Kavya stepped into music scene in 2014 with the Ranjan Pramod's romantic musical Rose Guitarinaal. The film's music composer Shahbaz Aman, who was in search for a new voice, liked hers and offered her the song Engum Nalla Pookkal which became her first breakthrough. It was followed by a string of songs tuned by Shaan Rahman for the films Praise the Lord, Oru Vadakkan Selfie and Nam Duniya Nam Style which was her Kannada debut. She was next heard in Lavender, composed by Deepak Dev where she performed two tracks for the film. The soundtrack was lauded for Dev's combination of western music and old-world lyrics.

She debuted in Tamil film music industry through the song Hey Umayaal for the film Urumeen scored by Achu Rajamani.

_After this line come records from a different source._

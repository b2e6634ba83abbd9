//! Part 10 record codec for modality worklist files.
//!
//! Encoding always produces Explicit VR Little Endian with explicit lengths
//! for the scheduled step sequence and its single item. Every length field is
//! written in one clean pass: units that need a length prefix (the file meta
//! group, the item, the sequence) are serialized into a scratch buffer first,
//! measured and then emitted behind their length field.
//!
//! Decoding is deliberately liberal: it accepts Explicit or Implicit VR
//! Little Endian datasets, sequence items with explicit lengths or
//! delimiter-terminated ones, and skips unknown tags by their declared
//! length. Files from the legacy dump2dcm pipeline therefore still parse.

use crate::dicom::dictionary::{self, tags, Tag, Vr};
use crate::dicom::{
	EXPLICIT_VR_LITTLE_ENDIAN, IMPLICIT_VR_LITTLE_ENDIAN, MODALITY_WORKLIST_SOP_CLASS_UID,
};
use crate::types::WorklistRecord;
use thiserror::Error;

const PREAMBLE_LENGTH: usize = 128;
const MAGIC: &[u8; 4] = b"DICM";
const UNDEFINED_LENGTH: u32 = 0xFFFF_FFFF;

#[derive(Debug, Error)]
pub enum EncodeError {
	#[error("missing required field `{0}`")]
	MissingField(&'static str),
}

#[derive(Debug, Error)]
pub enum DecodeError {
	#[error("not a DICOM part 10 file: missing preamble or DICM magic")]
	MissingPreamble,
	#[error("unexpected end of stream at offset {0}")]
	Truncated(usize),
	#[error("unsupported transfer syntax `{0}`")]
	UnsupportedTransferSyntax(String),
}

/// Encodes a record into a complete Part 10 file:
/// 128-byte preamble, `DICM`, file meta group, dataset.
///
/// Fails before producing a single byte if any non-optional field is empty.
pub fn encode(record: &WorklistRecord) -> Result<Vec<u8>, EncodeError> {
	require(&record.accession_number, "accessionNumber")?;
	require(&record.patient_family_name, "patientFamilyName")?;
	require(&record.patient_given_name, "patientGivenName")?;
	require(&record.patient_id, "patientId")?;
	require(&record.birth_date, "birthDate")?;
	require(&record.procedure_description, "procedureDescription")?;
	require(&record.scheduled_date, "scheduledDate")?;
	require(&record.scheduled_time, "scheduledTime")?;
	require(&record.station_aet, "stationAET")?;
	require(&record.procedure_step_id, "procedureStepId")?;
	require(&record.station_name, "stationName")?;
	require(&record.location, "location")?;
	require(&record.study_instance_uid, "studyInstanceUid")?;
	require(&record.sop_instance_uid, "sopInstanceUid")?;

	let meta = encode_meta(&record.sop_instance_uid);
	let dataset = encode_dataset(record);

	let mut out = Vec::with_capacity(PREAMBLE_LENGTH + MAGIC.len() + meta.len() + dataset.len());
	out.resize(PREAMBLE_LENGTH, 0);
	out.extend_from_slice(MAGIC);
	out.extend_from_slice(&meta);
	out.extend_from_slice(&dataset);
	Ok(out)
}

/// Parses a Part 10 file back into a record.
///
/// Unknown tags and absent optional fields never fail; structural damage
/// (missing magic, truncated values, foreign transfer syntaxes) does.
/// The returned record carries no creation timestamp; the store supplies it
/// from the file modification time.
pub fn decode(bytes: &[u8]) -> Result<WorklistRecord, DecodeError> {
	if bytes.len() < PREAMBLE_LENGTH + MAGIC.len()
		|| &bytes[PREAMBLE_LENGTH..PREAMBLE_LENGTH + MAGIC.len()] != MAGIC
	{
		return Err(DecodeError::MissingPreamble);
	}

	let mut reader = Reader::new(&bytes[PREAMBLE_LENGTH + MAGIC.len()..]);
	let mut record = WorklistRecord::default();

	let transfer_syntax_uid = read_meta_group(&mut reader, &mut record)?;
	let transfer_syntax = match transfer_syntax_uid.as_str() {
		EXPLICIT_VR_LITTLE_ENDIAN => TransferSyntax::ExplicitVrLe,
		IMPLICIT_VR_LITTLE_ENDIAN => TransferSyntax::ImplicitVrLe,
		other => return Err(DecodeError::UnsupportedTransferSyntax(other.to_owned())),
	};

	read_dataset(&mut reader, transfer_syntax, &mut record)?;
	Ok(record)
}

fn require<'a>(value: &'a str, field: &'static str) -> Result<&'a str, EncodeError> {
	if value.is_empty() {
		Err(EncodeError::MissingField(field))
	} else {
		Ok(value)
	}
}

// --- encoding ---

/// The file meta group, always Explicit VR Little Endian.
///
/// The elements following (0002,0000) are serialized first so the group
/// length element can be written with the exact measured byte count.
fn encode_meta(sop_instance_uid: &str) -> Vec<u8> {
	let mut rest = Vec::new();
	write_element(&mut rest, tags::FILE_META_INFORMATION_VERSION, Vr::OB, &[0, 1]);
	write_str(
		&mut rest,
		tags::MEDIA_STORAGE_SOP_CLASS_UID,
		Vr::UI,
		MODALITY_WORKLIST_SOP_CLASS_UID,
	);
	write_str(
		&mut rest,
		tags::MEDIA_STORAGE_SOP_INSTANCE_UID,
		Vr::UI,
		sop_instance_uid,
	);
	write_str(
		&mut rest,
		tags::TRANSFER_SYNTAX_UID,
		Vr::UI,
		EXPLICIT_VR_LITTLE_ENDIAN,
	);
	write_str(
		&mut rest,
		tags::IMPLEMENTATION_CLASS_UID,
		Vr::UI,
		crate::IMPLEMENTATION_CLASS_UID,
	);
	write_str(
		&mut rest,
		tags::IMPLEMENTATION_VERSION_NAME,
		Vr::SH,
		crate::IMPLEMENTATION_VERSION_NAME,
	);

	let mut meta = Vec::with_capacity(rest.len() + 12);
	write_element(
		&mut meta,
		tags::FILE_META_INFORMATION_GROUP_LENGTH,
		Vr::UL,
		&u32::try_from(rest.len()).unwrap_or(u32::MAX).to_le_bytes(),
	);
	meta.extend_from_slice(&rest);
	meta
}

/// The dataset in ascending tag order. Optional fields append their tags
/// only when present.
fn encode_dataset(record: &WorklistRecord) -> Vec<u8> {
	let mut item = Vec::new();
	write_str(&mut item, tags::MODALITY, Vr::CS, record.modality.as_str());
	write_str(
		&mut item,
		tags::SCHEDULED_STATION_AE_TITLE,
		Vr::AE,
		&record.station_aet,
	);
	write_str(
		&mut item,
		tags::SCHEDULED_PROCEDURE_STEP_START_DATE,
		Vr::DA,
		&record.scheduled_date,
	);
	write_str(
		&mut item,
		tags::SCHEDULED_PROCEDURE_STEP_START_TIME,
		Vr::TM,
		&record.scheduled_time,
	);
	write_str(
		&mut item,
		tags::SCHEDULED_PROCEDURE_STEP_DESCRIPTION,
		Vr::LO,
		&record.procedure_description,
	);
	write_str(
		&mut item,
		tags::SCHEDULED_PROCEDURE_STEP_ID,
		Vr::SH,
		&record.procedure_step_id,
	);
	write_str(
		&mut item,
		tags::SCHEDULED_STATION_NAME,
		Vr::SH,
		&record.station_name,
	);
	write_str(
		&mut item,
		tags::SCHEDULED_PROCEDURE_STEP_LOCATION,
		Vr::SH,
		&record.location,
	);

	let mut out = Vec::new();
	write_str(&mut out, tags::SPECIFIC_CHARACTER_SET, Vr::CS, "ISO_IR 100");
	write_str(
		&mut out,
		tags::ACCESSION_NUMBER,
		Vr::SH,
		&record.accession_number,
	);
	if let Some(referring) = &record.referring_physician {
		write_str(&mut out, tags::REFERRING_PHYSICIAN_NAME, Vr::PN, referring);
	}
	write_str(&mut out, tags::PATIENT_NAME, Vr::PN, &record.patient_name());
	write_str(&mut out, tags::PATIENT_ID, Vr::LO, &record.patient_id);
	write_str(&mut out, tags::PATIENT_BIRTH_DATE, Vr::DA, &record.birth_date);
	write_str(&mut out, tags::PATIENT_SEX, Vr::CS, &record.sex.to_string());
	write_str(
		&mut out,
		tags::STUDY_INSTANCE_UID,
		Vr::UI,
		&record.study_instance_uid,
	);
	if let Some(requesting) = &record.requesting_physician {
		write_str(&mut out, tags::REQUESTING_PHYSICIAN, Vr::PN, requesting);
	}
	write_str(
		&mut out,
		tags::REQUESTED_PROCEDURE_DESCRIPTION,
		Vr::LO,
		&record.procedure_description,
	);

	// Exactly one item, explicit lengths on both the item and the sequence.
	let mut sequence = Vec::with_capacity(item.len() + 8);
	write_tag(&mut sequence, tags::ITEM);
	sequence.extend_from_slice(&u32::try_from(item.len()).unwrap_or(u32::MAX).to_le_bytes());
	sequence.extend_from_slice(&item);

	write_tag(&mut out, tags::SCHEDULED_PROCEDURE_STEP_SEQUENCE);
	out.extend_from_slice(&Vr::SQ.as_bytes());
	out.extend_from_slice(&[0, 0]);
	out.extend_from_slice(&u32::try_from(sequence.len()).unwrap_or(u32::MAX).to_le_bytes());
	out.extend_from_slice(&sequence);
	out
}

fn write_tag(buf: &mut Vec<u8>, tag: Tag) {
	buf.extend_from_slice(&tag.0.to_le_bytes());
	buf.extend_from_slice(&tag.1.to_le_bytes());
}

fn write_element(buf: &mut Vec<u8>, tag: Tag, vr: Vr, value: &[u8]) {
	write_tag(buf, tag);
	buf.extend_from_slice(&vr.as_bytes());
	if vr.is_long_form() {
		buf.extend_from_slice(&[0, 0]);
		buf.extend_from_slice(&u32::try_from(value.len()).unwrap_or(u32::MAX).to_le_bytes());
	} else {
		buf.extend_from_slice(&u16::try_from(value.len()).unwrap_or(u16::MAX).to_le_bytes());
	}
	buf.extend_from_slice(value);
}

/// String values are ASCII and must have even length on the wire:
/// UI pads with NUL, every other text VR pads with a space.
fn write_str(buf: &mut Vec<u8>, tag: Tag, vr: Vr, value: &str) {
	let mut bytes = value.as_bytes().to_vec();
	if bytes.len() % 2 != 0 {
		bytes.push(if vr == Vr::UI { 0 } else { b' ' });
	}
	write_element(buf, tag, vr, &bytes);
}

// --- decoding ---

#[derive(Debug, Copy, Clone, PartialEq, Eq)]
enum TransferSyntax {
	ExplicitVrLe,
	ImplicitVrLe,
}

struct Reader<'a> {
	buf: &'a [u8],
	pos: usize,
}

impl<'a> Reader<'a> {
	const fn new(buf: &'a [u8]) -> Self {
		Self { buf, pos: 0 }
	}

	const fn pos(&self) -> usize {
		self.pos
	}

	const fn remaining(&self) -> usize {
		self.buf.len() - self.pos
	}

	fn take(&mut self, count: usize) -> Result<&'a [u8], DecodeError> {
		if self.remaining() < count {
			return Err(DecodeError::Truncated(self.pos));
		}
		let slice = &self.buf[self.pos..self.pos + count];
		self.pos += count;
		Ok(slice)
	}

	fn read_u16(&mut self) -> Result<u16, DecodeError> {
		let bytes = self.take(2)?;
		Ok(u16::from_le_bytes([bytes[0], bytes[1]]))
	}

	fn read_u32(&mut self) -> Result<u32, DecodeError> {
		let bytes = self.take(4)?;
		Ok(u32::from_le_bytes([bytes[0], bytes[1], bytes[2], bytes[3]]))
	}

	fn read_tag(&mut self) -> Result<Tag, DecodeError> {
		Ok(Tag(self.read_u16()?, self.read_u16()?))
	}

	fn peek_group(&self) -> Option<u16> {
		if self.remaining() < 2 {
			return None;
		}
		Some(u16::from_le_bytes([self.buf[self.pos], self.buf[self.pos + 1]]))
	}
}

Her first taste of success came after singing Neeyen Kaataai from the film Jo and the Boy, composed by Rahul Subrahmanian. She received wider recognition following the release of the breezy melody Ee Shishirakalam, tuned by Shaan Rahman for the film Jacobinte Swargarajyam. The song was an instant hit and was praised by critics and audiences alike. In 2016, she made her Telugu debut through the song Jakkanna from the eponymous film. The track was lauded for its grooviness.

In 2017, she lent her vocals for Gopi Sundar's composition Chekkanum Pennum for Omar's second film Chunkzz followed by Agnijwalaa from the Bollywood film Mom for A.R Rahman's Malayalam soundtrack album.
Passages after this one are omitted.